For the case where the conductor is cooler than the ambient temperature: The value you get for Q is the amount of heat energy required to heat up the conductor to the ambient temperature (if necessary). m is the mass of the conductor, C is specific heat of the conductor and delta T is the change in temperature required for the conductor and room to reach thermal equilibrium. As long as the current isn't too high as so that the conductor is beginning to burn, the conductor will stay at this ambient temperature as the room will act as a heat dissipator.

For the case where the conductor is at a higher temperature than the ambient temperature: The value you get for Q is the amount of heat energy required to heat up the room to the temperature of the conductor. m is the mass of the gas/liquid/solid (remember, this is only for convection or conduction heat transfer!) within the proximity of the wire (ie the environment), C is the specific heat of the gas/liquid/solid and delta T is the change in temperature required for the environment and conductor to reach thermal equilibrium. In this case, the room will increase in temperature until the equilibrium is established. Effectively, for this whole process the room will again act as a heat dissipator.

For both of these conditions, the following will occur after equilibrium.

There is more electrical energy converted into heat energy in this system after this stage. So you ask, what is happening to this energy?

The whole system will rise in temperature. The differences in temperature will depend on the heat transfer rate from the wire to the environment which is dependent on many more various factors.
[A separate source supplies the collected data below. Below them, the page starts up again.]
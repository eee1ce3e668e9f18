//! Repository traits for the data access layer
//!
//! Attempt and OTP records live behind repository traits rather than
//! ambient process-wide maps, so storage can be injected, isolated per
//! test, and eventually swapped for something persistent.
//!
//! The hierarchy follows a composable shape:
//!
//! - individual `*Repository` traits define the operations per data domain
//! - individual `*RepositoryProvider` traits expose each repository type
//! - [`RepositoryProvider`] is a supertrait combining the providers plus a
//!   health check

pub mod adapter;
pub mod lockout;
pub mod otp;

pub use adapter::{LockoutRepositoryAdapter, OtpRepositoryAdapter};
pub use lockout::LockoutRepository;
pub use otp::OtpRepository;

use async_trait::async_trait;

use crate::Error;

/// Provider trait for lockout repository access.
pub trait LockoutRepositoryProvider: Send + Sync + 'static {
    /// The lockout repository implementation type
    type LockoutRepo: LockoutRepository;

    /// Get the lockout repository
    fn lockout(&self) -> &Self::LockoutRepo;
}

/// Provider trait for OTP repository access.
pub trait OtpRepositoryProvider: Send + Sync + 'static {
    /// The OTP repository implementation type
    type OtpRepo: OtpRepository;

    /// Get the OTP repository
    fn otp(&self) -> &Self::OtpRepo;
}

/// Provider trait that storage backends implement to hand out all
/// repositories.
///
/// Backends implement each `*Repository` trait, each `*RepositoryProvider`
/// trait, and then this supertrait. There is deliberately no migration
/// hook: the reference backend is in-memory and has nothing to migrate.
#[async_trait]
pub trait RepositoryProvider: LockoutRepositoryProvider + OtpRepositoryProvider {
    /// Health check for all repositories
    async fn health_check(&self) -> Result<(), Error>;
}
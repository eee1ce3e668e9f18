//! # Honeygate
//!
//! Honeygate is a small, deliberately readable demonstration of three
//! login-security behaviors:
//!
//! - **Honeyuser traps**: a fixed set of bait usernames whose mere use
//!   flags an intrusion attempt,
//! - **Typo tolerance**: passwords within a small edit distance of the
//!   secret are treated as honest mistakes, not attacks,
//! - **One-time passcodes**: short-lived, single-use 6-digit codes as a
//!   second factor,
//!
//! tied together by an attempt-based lockout tracker and a fixed decision
//! flow. It is an in-memory, single-process reference implementation: no
//! persistence, no sessions, no real credential hashing.
//!
//! The presentation layer (HTTP routes, forms, notifications) is yours;
//! honeygate is the decision engine behind it, called through
//! [`Honeygate::submit_login`], [`Honeygate::request_otp`], and
//! [`Honeygate::check_otp`].
//!
//! ## Example
//!
//! ```rust,no_run
//! use std::sync::Arc;
//!
//! use honeygate::{Honeygate, LoginRequest, MemoryRepositoryProvider};
//!
//! #[tokio::main]
//! async fn main() {
//!     let repositories = Arc::new(MemoryRepositoryProvider::new());
//!     let gate = Honeygate::new(repositories).with_secret("SecurePass123!");
//!
//!     let issued = gate.request_otp().await.unwrap();
//!     let request = LoginRequest::new("alice", "SecurePass123!")
//!         .with_otp(issued.code, issued.otp_id.into_inner());
//!
//!     let outcome = gate.submit_login(&request).await.unwrap();
//!     println!("{} ({})", outcome.message(), outcome.status_code());
//! }
//! ```

use std::sync::Arc;

use honeygate_core::{
    HoneyuserDetector, PasswordChecker,
    repositories::{LockoutRepositoryAdapter, OtpRepositoryAdapter, RepositoryProvider},
    services::{LockoutService, LoginService, OtpService, TracingAttemptLogger},
};

/// Re-export core types from honeygate_core
///
/// These types are commonly used when working with the Honeygate API.
pub use honeygate_core::{
    AttemptLogger, Error, FileAttemptLogger, IssuedOtp, LockoutConfig, LockoutStatus,
    LoginOutcome, LoginRequest, OtpConfig, OtpId, PasswordVerdict,
    error::{OtpError, ValidationError},
    honeyuser::DEFAULT_TRAP_USERNAMES,
    password::DEMO_SECRET,
};

/// Re-export storage backends
///
/// Available when the corresponding feature is enabled.
#[cfg(feature = "memory")]
pub use honeygate_storage_memory::MemoryRepositoryProvider;

/// The authentication coordinator that wires services to storage.
///
/// `Honeygate` owns the decision flow and hands each service the
/// repository it needs out of a shared [`RepositoryProvider`]. Configure it
/// with the builder-style `with_*` methods, then drive it through
/// [`submit_login`](Self::submit_login),
/// [`request_otp`](Self::request_otp), and
/// [`check_otp`](Self::check_otp).
pub struct Honeygate<R: RepositoryProvider> {
    repositories: Arc<R>,
    detector: HoneyuserDetector,
    checker: PasswordChecker,
    lockout_config: LockoutConfig,
    otp_config: OtpConfig,
    audit: Arc<dyn AttemptLogger>,
    login: LoginService<LockoutRepositoryAdapter<R>, OtpRepositoryAdapter<R>>,
}

impl<R: RepositoryProvider> Honeygate<R> {
    /// Create a new Honeygate instance with default configuration.
    ///
    /// Defaults: the built-in trap set, the demonstration secret, three
    /// failed attempts before a five-minute lockout, thirty-second
    /// passcodes, and trapped attempts reported via `tracing`.
    pub fn new(repositories: Arc<R>) -> Self {
        let detector = HoneyuserDetector::default();
        let checker = PasswordChecker::default();
        let lockout_config = LockoutConfig::default();
        let otp_config = OtpConfig::default();
        let audit: Arc<dyn AttemptLogger> = Arc::new(TracingAttemptLogger);
        let login = Self::build_login(
            &repositories,
            detector.clone(),
            checker.clone(),
            lockout_config.clone(),
            otp_config.clone(),
            audit.clone(),
        );

        Self {
            repositories,
            detector,
            checker,
            lockout_config,
            otp_config,
            audit,
            login,
        }
    }

    /// Set the secret all login attempts are compared against.
    pub fn with_secret(mut self, secret: impl Into<String>) -> Self {
        self.checker = PasswordChecker::new(secret);
        self.rebuild()
    }

    /// Replace the trap-account username set.
    pub fn with_honeyusers<I, S>(mut self, usernames: I) -> Self
    where
        I: IntoIterator<Item = S>,
        S: AsRef<str>,
    {
        self.detector = HoneyuserDetector::new(usernames);
        self.rebuild()
    }

    /// Set the lockout policy (attempt threshold and lockout duration).
    pub fn with_lockout_config(mut self, config: LockoutConfig) -> Self {
        self.lockout_config = config;
        self.rebuild()
    }

    /// Set the passcode policy (expiration window).
    pub fn with_otp_config(mut self, config: OtpConfig) -> Self {
        self.otp_config = config;
        self.rebuild()
    }

    /// Replace the collaborator that receives trapped login attempts.
    ///
    /// Use a [`FileAttemptLogger`] for the append-only log-file behavior.
    pub fn with_attempt_logger(mut self, logger: Arc<dyn AttemptLogger>) -> Self {
        self.audit = logger;
        self.rebuild()
    }

    fn rebuild(mut self) -> Self {
        self.login = Self::build_login(
            &self.repositories,
            self.detector.clone(),
            self.checker.clone(),
            self.lockout_config.clone(),
            self.otp_config.clone(),
            self.audit.clone(),
        );
        self
    }

    fn build_login(
        repositories: &Arc<R>,
        detector: HoneyuserDetector,
        checker: PasswordChecker,
        lockout_config: LockoutConfig,
        otp_config: OtpConfig,
        audit: Arc<dyn AttemptLogger>,
    ) -> LoginService<LockoutRepositoryAdapter<R>, OtpRepositoryAdapter<R>> {
        let lockout_repo = Arc::new(LockoutRepositoryAdapter::new(repositories.clone()));
        let otp_repo = Arc::new(OtpRepositoryAdapter::new(repositories.clone()));
        LoginService::new(
            detector,
            checker,
            LockoutService::new(lockout_repo, lockout_config),
            OtpService::new(otp_repo, otp_config),
            audit,
        )
    }

    /// Decide one login attempt.
    ///
    /// Runs the fixed flow (trap account, lockout, password, passcode)
    /// and returns the first non-pass outcome. `Err` is reserved for
    /// internal faults; report those as a generic internal error, never as
    /// an authentication result.
    pub async fn submit_login(&self, request: &LoginRequest) -> Result<LoginOutcome, Error> {
        self.login.submit(request).await
    }

    /// Issue a one-time passcode.
    ///
    /// The response carries the code next to the id used to redeem it.
    /// That is a demonstration shortcut: a production variant would hand
    /// the code to an out-of-band delivery channel and return only the id
    /// and the expiry window.
    pub async fn request_otp(&self) -> Result<IssuedOtp, Error> {
        self.login.otp().issue().await
    }

    /// Verify a passcode outside the login flow.
    ///
    /// Same semantics as the in-flow verification, including single-use
    /// consumption. Distinguish expiry from mismatch via
    /// [`OtpError::is_expired`] on the `Error::Otp` variant.
    pub async fn check_otp(&self, code: &str, otp_id: &str) -> Result<(), Error> {
        self.login.otp().verify(code, otp_id).await
    }

    /// Current lockout status for a username.
    ///
    /// Reading evicts an elapsed lockout record, so a stale lockout
    /// reports as unlocked with a fresh attempt budget.
    pub async fn lockout_status(&self, username: &str) -> Result<LockoutStatus, Error> {
        self.login.lockout().get_lockout_status(username).await
    }

    /// Failed attempts left before the username locks out.
    pub async fn remaining_attempts(&self, username: &str) -> Result<u32, Error> {
        self.login.lockout().remaining_attempts(username).await
    }

    /// Purge every expired record from both stores.
    ///
    /// Expiry is otherwise lazy; call this on a schedule if the stores are
    /// expected to grow under attack traffic.
    pub async fn sweep_expired(&self) -> Result<(), Error> {
        self.login.lockout().sweep_expired().await?;
        self.login.otp().sweep_expired().await?;
        Ok(())
    }

    /// Health check for all repositories
    pub async fn health_check(&self) -> Result<(), Error> {
        self.repositories.health_check().await
    }
}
Think of this case as the same thing as a CPU and CPU heat sink. Imagine the wire as the CPU, whilst the environment is analogous to the heat sink. The heat sink will rise in temperature until it reaches the same temperature as the CPU. Then, they will both steadily increase in temperature. What saves this system from burning you ask? The fan for dissipating heat into the air. Generally, a good fan will ensure that the heat sink is cooled very quickly. If not, when the CPU returns to a low load and is actually generating less heat, the heat sink will transfer heat back to the CPU meaning the fan on the heat sink is not doing it's proposed job and is very bad for the application. You can also apply this analogy to a radiator core which can be found on a CPU or car engine as well for liquid cooling.

You had the right idea for convection and conduction cases, but you didn't apply the theory properly.
Okay that makes a lot of sense. So what happens is that the temperatures will become homogeneous in that area <-- is there a term for this tendency?
When equilibrium is reached, from that point the space as whole would heat up. So I guess material limitations aside, the loop would occur, but be extremely limited by the amount of current necessary to generate enough heat, and that much of the heat would be dissipated into the air which is acting like a heat-sink. That and that as resistance increases the current would decrease meaning eventually the process would slow down into almost negligible change.